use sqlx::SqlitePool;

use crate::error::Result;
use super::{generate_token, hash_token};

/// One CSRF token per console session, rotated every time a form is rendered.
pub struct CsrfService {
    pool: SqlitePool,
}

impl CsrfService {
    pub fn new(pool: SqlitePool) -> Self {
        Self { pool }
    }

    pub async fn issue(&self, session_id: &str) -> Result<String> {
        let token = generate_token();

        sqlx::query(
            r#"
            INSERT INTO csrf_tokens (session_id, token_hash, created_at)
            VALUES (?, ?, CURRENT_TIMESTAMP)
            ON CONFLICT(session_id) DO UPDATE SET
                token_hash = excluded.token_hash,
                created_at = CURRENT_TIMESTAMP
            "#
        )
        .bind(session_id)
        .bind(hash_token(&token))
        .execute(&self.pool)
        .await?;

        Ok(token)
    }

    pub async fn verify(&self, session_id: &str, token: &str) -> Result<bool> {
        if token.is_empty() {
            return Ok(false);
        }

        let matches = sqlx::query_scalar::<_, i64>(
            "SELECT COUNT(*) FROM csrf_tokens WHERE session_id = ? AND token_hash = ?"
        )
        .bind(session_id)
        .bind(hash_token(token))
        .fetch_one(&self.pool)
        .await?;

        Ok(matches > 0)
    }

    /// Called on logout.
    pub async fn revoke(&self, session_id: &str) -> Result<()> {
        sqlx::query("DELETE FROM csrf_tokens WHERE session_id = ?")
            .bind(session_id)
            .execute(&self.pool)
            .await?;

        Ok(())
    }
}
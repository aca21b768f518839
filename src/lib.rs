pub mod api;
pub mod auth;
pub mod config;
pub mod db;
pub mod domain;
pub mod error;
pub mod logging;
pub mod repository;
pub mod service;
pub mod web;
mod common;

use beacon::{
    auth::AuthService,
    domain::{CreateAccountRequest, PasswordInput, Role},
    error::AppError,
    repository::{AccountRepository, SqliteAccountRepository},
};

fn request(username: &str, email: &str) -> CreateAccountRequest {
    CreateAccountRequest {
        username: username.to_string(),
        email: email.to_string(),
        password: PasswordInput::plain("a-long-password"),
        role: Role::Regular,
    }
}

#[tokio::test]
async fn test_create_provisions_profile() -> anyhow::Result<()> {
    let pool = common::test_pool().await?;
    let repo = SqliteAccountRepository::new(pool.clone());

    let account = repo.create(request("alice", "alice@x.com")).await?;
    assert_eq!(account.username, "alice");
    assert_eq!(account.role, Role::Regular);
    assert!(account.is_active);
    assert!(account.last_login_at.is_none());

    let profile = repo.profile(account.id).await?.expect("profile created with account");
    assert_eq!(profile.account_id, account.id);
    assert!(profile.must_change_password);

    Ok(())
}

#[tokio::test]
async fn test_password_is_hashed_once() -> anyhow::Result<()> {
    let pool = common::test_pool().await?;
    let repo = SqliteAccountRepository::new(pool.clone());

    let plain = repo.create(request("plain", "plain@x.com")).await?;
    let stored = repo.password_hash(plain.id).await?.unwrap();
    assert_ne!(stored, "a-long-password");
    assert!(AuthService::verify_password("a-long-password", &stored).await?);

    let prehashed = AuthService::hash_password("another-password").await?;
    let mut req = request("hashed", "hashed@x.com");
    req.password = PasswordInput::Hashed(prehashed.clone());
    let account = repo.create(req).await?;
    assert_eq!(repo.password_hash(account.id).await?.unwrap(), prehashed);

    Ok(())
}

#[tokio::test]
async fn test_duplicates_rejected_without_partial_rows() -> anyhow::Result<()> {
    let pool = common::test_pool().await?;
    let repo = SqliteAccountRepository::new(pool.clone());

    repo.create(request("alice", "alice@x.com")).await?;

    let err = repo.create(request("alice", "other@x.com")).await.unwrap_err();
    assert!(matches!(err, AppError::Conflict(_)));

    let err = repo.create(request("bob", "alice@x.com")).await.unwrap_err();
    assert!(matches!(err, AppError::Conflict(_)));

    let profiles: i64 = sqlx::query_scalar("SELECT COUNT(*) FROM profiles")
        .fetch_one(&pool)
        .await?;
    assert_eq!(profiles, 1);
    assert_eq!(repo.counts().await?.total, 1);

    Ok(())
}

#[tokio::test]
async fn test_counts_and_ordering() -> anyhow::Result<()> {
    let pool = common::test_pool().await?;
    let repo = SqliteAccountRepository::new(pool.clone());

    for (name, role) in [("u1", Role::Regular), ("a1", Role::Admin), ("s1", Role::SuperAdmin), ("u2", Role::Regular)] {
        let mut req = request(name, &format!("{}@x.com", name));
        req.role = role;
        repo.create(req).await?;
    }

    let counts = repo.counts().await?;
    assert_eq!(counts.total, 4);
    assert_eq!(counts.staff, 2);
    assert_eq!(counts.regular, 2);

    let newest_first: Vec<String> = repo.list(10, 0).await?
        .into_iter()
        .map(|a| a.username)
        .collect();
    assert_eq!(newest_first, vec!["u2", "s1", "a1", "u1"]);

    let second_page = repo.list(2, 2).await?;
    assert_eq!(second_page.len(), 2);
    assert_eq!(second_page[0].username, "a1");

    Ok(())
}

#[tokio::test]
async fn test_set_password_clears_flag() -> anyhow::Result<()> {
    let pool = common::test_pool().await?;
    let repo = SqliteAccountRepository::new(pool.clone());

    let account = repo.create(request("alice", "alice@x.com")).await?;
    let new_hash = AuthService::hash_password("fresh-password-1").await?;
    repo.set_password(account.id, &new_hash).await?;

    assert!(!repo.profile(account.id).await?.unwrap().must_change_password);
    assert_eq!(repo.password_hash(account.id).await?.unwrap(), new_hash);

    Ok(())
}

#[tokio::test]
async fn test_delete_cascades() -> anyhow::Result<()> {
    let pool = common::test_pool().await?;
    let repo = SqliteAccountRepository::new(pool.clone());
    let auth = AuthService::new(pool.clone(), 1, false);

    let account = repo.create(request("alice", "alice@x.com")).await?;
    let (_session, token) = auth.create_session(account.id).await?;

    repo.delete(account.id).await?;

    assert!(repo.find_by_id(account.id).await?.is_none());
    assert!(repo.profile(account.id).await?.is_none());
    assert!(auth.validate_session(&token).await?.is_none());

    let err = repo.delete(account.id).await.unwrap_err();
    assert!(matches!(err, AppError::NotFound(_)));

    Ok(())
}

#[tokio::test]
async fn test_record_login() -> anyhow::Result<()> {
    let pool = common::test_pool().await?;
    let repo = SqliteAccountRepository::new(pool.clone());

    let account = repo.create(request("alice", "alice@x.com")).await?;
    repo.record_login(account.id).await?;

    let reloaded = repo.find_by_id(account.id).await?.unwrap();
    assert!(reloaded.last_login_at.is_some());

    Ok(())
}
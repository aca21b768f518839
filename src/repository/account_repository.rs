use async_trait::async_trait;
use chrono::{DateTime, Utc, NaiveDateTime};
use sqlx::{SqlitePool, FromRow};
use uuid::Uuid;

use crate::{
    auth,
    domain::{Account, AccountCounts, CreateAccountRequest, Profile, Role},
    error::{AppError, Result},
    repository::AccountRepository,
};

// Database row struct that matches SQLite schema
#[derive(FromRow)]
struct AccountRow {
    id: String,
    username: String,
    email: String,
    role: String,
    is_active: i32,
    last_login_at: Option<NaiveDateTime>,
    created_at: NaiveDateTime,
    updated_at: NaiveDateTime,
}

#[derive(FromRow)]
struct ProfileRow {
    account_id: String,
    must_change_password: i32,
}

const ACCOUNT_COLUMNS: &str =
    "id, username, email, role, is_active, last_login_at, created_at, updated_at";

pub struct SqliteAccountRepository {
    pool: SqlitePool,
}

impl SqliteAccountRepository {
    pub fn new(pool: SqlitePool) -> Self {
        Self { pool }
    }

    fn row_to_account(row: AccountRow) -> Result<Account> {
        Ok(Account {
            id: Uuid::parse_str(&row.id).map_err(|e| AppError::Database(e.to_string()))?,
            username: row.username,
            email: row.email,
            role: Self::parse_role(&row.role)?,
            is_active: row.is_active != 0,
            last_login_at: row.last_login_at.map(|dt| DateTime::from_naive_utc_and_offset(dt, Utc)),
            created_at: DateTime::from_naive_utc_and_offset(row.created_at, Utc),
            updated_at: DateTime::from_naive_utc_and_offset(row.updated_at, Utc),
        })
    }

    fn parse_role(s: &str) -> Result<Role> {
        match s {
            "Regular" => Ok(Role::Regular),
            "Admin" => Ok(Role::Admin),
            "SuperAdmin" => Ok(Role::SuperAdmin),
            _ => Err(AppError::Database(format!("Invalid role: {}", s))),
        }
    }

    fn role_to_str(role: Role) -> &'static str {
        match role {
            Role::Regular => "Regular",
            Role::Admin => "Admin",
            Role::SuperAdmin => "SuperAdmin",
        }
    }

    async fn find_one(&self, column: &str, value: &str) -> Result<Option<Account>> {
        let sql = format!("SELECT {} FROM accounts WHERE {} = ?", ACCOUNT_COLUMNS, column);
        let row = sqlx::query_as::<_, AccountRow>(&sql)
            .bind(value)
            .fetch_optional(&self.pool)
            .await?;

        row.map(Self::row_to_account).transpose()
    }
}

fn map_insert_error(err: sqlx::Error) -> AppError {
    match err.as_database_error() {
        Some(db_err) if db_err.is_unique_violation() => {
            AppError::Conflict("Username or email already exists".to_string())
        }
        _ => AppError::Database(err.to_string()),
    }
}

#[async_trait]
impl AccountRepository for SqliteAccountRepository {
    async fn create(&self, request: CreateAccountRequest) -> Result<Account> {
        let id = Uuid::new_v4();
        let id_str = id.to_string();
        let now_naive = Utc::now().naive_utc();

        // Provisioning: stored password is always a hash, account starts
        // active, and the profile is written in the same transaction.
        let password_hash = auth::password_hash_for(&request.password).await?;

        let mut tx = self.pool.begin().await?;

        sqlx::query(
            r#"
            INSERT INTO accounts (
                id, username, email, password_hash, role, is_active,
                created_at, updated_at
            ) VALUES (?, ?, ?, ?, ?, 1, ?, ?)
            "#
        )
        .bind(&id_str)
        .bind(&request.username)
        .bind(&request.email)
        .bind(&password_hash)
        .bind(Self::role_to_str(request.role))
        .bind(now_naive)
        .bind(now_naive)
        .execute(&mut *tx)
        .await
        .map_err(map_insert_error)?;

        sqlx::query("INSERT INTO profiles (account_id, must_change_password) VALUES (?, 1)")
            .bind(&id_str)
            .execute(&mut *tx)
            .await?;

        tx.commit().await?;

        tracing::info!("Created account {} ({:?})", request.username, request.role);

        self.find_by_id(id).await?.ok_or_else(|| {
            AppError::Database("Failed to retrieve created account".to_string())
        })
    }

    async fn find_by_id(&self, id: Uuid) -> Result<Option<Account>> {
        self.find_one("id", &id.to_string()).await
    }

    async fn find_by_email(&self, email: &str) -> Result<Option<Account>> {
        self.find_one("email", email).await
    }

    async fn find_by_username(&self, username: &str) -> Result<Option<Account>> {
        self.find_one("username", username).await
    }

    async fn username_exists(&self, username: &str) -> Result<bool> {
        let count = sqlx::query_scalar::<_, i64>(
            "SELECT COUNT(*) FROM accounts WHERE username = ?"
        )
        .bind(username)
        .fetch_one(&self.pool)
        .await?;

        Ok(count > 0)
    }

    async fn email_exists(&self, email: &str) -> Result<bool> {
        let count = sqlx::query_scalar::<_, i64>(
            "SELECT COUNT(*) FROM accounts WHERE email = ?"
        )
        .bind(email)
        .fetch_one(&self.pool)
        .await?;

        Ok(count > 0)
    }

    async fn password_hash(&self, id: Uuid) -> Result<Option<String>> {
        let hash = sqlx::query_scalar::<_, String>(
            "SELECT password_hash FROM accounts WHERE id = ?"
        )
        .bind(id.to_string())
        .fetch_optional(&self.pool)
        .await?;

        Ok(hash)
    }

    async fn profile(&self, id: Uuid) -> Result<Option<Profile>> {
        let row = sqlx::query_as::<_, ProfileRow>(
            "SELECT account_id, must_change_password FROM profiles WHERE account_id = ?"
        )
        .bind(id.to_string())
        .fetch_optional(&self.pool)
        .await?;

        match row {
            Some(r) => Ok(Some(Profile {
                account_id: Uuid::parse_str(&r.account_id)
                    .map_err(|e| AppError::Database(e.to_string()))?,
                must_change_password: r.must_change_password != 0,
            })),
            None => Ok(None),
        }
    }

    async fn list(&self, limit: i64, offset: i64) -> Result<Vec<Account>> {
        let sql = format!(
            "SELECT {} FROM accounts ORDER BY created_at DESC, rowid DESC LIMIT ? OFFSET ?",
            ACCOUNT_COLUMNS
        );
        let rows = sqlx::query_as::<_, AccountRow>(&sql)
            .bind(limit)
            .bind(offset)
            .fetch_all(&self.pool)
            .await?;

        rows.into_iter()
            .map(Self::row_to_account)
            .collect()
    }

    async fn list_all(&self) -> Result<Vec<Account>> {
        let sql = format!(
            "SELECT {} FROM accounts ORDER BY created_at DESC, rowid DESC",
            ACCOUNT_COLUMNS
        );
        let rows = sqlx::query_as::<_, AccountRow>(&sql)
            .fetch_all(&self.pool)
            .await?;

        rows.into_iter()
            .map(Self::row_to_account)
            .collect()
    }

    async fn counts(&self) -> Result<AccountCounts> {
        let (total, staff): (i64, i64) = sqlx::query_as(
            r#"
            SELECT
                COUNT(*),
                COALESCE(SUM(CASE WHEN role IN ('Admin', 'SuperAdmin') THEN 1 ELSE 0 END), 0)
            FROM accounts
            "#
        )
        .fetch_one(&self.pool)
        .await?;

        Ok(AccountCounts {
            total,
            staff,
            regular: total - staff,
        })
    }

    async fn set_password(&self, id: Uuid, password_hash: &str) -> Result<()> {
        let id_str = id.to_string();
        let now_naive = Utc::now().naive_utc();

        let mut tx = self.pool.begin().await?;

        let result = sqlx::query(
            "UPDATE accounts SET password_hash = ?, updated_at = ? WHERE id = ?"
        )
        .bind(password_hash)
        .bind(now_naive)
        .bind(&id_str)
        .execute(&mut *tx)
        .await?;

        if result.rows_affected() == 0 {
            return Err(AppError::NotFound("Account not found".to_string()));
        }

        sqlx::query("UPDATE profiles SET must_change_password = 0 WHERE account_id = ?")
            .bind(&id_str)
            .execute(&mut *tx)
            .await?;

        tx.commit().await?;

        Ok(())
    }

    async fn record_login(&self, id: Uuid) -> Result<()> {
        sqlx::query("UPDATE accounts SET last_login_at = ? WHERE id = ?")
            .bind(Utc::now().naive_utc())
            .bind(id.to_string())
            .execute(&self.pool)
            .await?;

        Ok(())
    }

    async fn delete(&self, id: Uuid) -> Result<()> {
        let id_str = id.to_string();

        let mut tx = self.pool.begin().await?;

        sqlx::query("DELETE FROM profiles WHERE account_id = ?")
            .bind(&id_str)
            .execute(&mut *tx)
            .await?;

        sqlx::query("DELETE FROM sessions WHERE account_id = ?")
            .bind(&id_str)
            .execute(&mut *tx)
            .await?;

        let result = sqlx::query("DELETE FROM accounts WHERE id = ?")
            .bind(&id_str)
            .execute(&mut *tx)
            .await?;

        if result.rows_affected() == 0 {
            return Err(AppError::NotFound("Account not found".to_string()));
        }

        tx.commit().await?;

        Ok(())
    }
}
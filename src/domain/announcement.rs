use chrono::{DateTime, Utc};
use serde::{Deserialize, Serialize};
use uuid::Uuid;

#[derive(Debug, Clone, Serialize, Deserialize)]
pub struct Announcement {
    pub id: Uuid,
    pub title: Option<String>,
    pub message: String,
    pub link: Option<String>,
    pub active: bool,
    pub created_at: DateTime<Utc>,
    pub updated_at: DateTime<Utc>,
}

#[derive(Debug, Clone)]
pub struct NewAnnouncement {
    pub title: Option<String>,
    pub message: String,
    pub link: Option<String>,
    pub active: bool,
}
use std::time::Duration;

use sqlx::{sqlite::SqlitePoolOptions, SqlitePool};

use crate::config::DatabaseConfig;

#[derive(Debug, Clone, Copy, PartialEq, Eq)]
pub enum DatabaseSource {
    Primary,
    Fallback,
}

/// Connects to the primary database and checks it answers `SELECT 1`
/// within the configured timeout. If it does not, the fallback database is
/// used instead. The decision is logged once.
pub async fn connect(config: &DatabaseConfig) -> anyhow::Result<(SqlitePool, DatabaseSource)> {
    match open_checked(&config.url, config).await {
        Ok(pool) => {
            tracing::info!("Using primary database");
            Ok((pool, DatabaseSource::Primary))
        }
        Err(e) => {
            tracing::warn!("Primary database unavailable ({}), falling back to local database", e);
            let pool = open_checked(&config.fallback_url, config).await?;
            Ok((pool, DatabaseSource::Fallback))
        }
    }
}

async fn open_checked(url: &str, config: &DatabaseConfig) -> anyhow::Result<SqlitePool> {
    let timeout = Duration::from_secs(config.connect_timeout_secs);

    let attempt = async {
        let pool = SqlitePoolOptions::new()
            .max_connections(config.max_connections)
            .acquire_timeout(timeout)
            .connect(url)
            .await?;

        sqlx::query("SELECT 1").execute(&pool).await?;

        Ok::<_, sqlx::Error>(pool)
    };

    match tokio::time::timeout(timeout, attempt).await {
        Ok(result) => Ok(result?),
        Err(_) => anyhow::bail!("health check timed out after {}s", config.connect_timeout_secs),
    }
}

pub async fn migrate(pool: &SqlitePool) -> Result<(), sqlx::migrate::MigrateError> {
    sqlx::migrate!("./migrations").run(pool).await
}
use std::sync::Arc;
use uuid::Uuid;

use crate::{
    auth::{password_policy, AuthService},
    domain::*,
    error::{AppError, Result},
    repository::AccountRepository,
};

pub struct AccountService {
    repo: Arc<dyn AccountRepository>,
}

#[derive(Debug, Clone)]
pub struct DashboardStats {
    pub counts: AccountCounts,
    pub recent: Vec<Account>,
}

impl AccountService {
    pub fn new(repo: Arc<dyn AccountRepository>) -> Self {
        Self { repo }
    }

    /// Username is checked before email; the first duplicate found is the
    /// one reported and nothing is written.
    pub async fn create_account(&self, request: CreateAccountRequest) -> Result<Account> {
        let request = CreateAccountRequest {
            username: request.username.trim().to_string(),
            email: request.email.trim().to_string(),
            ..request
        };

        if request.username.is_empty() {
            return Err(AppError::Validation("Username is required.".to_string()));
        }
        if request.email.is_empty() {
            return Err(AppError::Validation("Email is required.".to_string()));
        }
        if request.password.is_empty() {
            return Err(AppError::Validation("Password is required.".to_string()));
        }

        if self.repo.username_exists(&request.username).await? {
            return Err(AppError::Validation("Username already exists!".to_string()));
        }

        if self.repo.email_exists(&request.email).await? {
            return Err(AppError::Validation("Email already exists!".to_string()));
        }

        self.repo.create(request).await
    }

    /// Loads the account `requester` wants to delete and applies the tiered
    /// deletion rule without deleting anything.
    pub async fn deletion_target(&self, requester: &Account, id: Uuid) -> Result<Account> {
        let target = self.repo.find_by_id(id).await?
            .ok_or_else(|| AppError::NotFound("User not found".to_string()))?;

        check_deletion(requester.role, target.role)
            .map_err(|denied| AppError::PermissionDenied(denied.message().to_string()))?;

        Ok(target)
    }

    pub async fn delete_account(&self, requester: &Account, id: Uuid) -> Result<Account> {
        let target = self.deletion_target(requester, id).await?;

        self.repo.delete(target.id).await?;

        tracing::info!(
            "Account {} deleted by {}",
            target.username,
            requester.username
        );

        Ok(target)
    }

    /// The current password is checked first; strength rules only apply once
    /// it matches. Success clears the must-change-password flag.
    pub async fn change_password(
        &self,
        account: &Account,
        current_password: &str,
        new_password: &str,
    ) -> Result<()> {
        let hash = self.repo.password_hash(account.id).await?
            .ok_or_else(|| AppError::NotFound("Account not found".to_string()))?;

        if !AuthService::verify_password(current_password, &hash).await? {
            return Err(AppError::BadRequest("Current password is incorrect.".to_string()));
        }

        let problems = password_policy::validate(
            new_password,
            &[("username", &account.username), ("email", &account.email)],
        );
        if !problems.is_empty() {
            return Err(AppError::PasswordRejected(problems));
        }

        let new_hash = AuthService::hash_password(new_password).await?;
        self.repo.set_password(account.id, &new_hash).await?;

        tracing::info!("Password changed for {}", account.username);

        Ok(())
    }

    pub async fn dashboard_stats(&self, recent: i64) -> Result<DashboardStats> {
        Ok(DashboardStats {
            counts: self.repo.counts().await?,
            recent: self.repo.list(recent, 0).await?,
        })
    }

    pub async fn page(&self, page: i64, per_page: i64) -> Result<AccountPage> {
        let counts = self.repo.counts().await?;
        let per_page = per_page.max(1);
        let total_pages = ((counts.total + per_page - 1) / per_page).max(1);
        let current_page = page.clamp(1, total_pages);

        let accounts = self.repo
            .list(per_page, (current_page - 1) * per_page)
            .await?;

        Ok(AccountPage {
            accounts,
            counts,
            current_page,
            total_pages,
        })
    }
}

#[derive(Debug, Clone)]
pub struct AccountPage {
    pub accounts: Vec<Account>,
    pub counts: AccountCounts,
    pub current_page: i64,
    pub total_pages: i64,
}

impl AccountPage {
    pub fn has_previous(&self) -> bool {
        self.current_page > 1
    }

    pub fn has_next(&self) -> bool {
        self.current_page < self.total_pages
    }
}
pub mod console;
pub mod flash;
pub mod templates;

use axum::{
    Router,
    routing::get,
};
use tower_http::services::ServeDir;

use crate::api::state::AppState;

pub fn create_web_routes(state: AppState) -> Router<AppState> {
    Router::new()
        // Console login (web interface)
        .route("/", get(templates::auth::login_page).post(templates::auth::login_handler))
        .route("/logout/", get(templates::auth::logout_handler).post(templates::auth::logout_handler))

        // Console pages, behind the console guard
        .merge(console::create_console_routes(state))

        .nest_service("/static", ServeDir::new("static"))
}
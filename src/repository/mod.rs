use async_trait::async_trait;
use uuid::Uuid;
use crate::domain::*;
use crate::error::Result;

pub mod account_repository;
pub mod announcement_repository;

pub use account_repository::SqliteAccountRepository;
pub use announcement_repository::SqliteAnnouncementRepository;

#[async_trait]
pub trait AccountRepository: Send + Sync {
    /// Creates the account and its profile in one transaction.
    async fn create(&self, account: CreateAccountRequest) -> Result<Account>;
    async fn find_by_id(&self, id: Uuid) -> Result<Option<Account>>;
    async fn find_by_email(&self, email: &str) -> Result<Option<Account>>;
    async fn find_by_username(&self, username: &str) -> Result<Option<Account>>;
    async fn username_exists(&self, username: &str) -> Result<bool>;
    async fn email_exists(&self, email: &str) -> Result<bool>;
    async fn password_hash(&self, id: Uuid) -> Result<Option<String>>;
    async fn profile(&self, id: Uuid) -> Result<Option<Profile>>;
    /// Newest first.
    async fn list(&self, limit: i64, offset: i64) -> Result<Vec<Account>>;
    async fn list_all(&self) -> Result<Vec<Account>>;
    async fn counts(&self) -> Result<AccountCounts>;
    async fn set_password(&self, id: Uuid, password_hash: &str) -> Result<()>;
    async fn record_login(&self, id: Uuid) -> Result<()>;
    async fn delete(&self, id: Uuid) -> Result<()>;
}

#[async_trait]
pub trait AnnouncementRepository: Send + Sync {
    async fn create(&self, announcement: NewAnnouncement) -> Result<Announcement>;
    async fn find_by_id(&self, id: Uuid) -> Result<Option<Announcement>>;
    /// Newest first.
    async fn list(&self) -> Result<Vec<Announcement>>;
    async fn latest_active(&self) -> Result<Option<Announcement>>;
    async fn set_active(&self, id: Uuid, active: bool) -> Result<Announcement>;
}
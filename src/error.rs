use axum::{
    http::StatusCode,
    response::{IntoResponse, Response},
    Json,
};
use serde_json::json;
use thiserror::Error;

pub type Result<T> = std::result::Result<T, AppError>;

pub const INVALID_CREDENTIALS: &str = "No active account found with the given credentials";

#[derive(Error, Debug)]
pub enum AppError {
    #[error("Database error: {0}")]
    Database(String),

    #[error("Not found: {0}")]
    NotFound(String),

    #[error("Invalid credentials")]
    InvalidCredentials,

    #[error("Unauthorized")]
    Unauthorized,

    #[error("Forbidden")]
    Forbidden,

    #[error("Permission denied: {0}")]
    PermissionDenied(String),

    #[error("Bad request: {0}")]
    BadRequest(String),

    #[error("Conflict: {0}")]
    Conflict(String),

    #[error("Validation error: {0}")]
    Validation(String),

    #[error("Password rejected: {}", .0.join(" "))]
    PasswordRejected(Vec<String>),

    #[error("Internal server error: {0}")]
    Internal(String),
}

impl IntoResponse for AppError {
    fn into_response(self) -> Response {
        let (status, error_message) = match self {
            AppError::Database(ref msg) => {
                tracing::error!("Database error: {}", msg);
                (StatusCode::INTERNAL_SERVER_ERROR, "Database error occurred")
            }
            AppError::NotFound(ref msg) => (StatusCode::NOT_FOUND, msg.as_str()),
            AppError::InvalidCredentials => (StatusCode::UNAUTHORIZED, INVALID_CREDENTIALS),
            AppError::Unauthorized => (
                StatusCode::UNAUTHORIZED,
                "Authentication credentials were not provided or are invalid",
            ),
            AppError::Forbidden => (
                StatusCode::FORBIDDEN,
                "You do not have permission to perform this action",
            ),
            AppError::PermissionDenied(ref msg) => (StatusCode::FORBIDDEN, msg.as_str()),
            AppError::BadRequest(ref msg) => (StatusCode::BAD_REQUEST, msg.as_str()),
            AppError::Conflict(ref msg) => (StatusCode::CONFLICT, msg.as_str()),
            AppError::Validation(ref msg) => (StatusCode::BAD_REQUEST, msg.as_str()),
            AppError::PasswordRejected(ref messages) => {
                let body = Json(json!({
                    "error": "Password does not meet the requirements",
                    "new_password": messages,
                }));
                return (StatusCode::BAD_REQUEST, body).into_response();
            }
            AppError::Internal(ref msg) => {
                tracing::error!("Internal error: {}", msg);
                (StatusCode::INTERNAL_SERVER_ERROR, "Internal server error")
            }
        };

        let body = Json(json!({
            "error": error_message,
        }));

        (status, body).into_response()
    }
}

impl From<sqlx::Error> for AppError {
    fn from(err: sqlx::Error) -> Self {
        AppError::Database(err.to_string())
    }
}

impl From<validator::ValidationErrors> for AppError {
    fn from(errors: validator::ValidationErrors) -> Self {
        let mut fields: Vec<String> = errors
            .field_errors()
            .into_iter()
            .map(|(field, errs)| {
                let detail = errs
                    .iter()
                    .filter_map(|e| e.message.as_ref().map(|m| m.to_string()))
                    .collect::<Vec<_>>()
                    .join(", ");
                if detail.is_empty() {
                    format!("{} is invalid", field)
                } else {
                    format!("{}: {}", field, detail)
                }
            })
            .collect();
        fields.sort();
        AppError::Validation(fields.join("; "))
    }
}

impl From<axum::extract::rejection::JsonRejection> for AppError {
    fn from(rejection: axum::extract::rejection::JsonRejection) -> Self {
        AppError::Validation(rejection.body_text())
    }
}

|---|

■ Task brief ■
Some lines of the records may contain the string "plain". State how many do, as a number alone.

■ Response to this task ■
3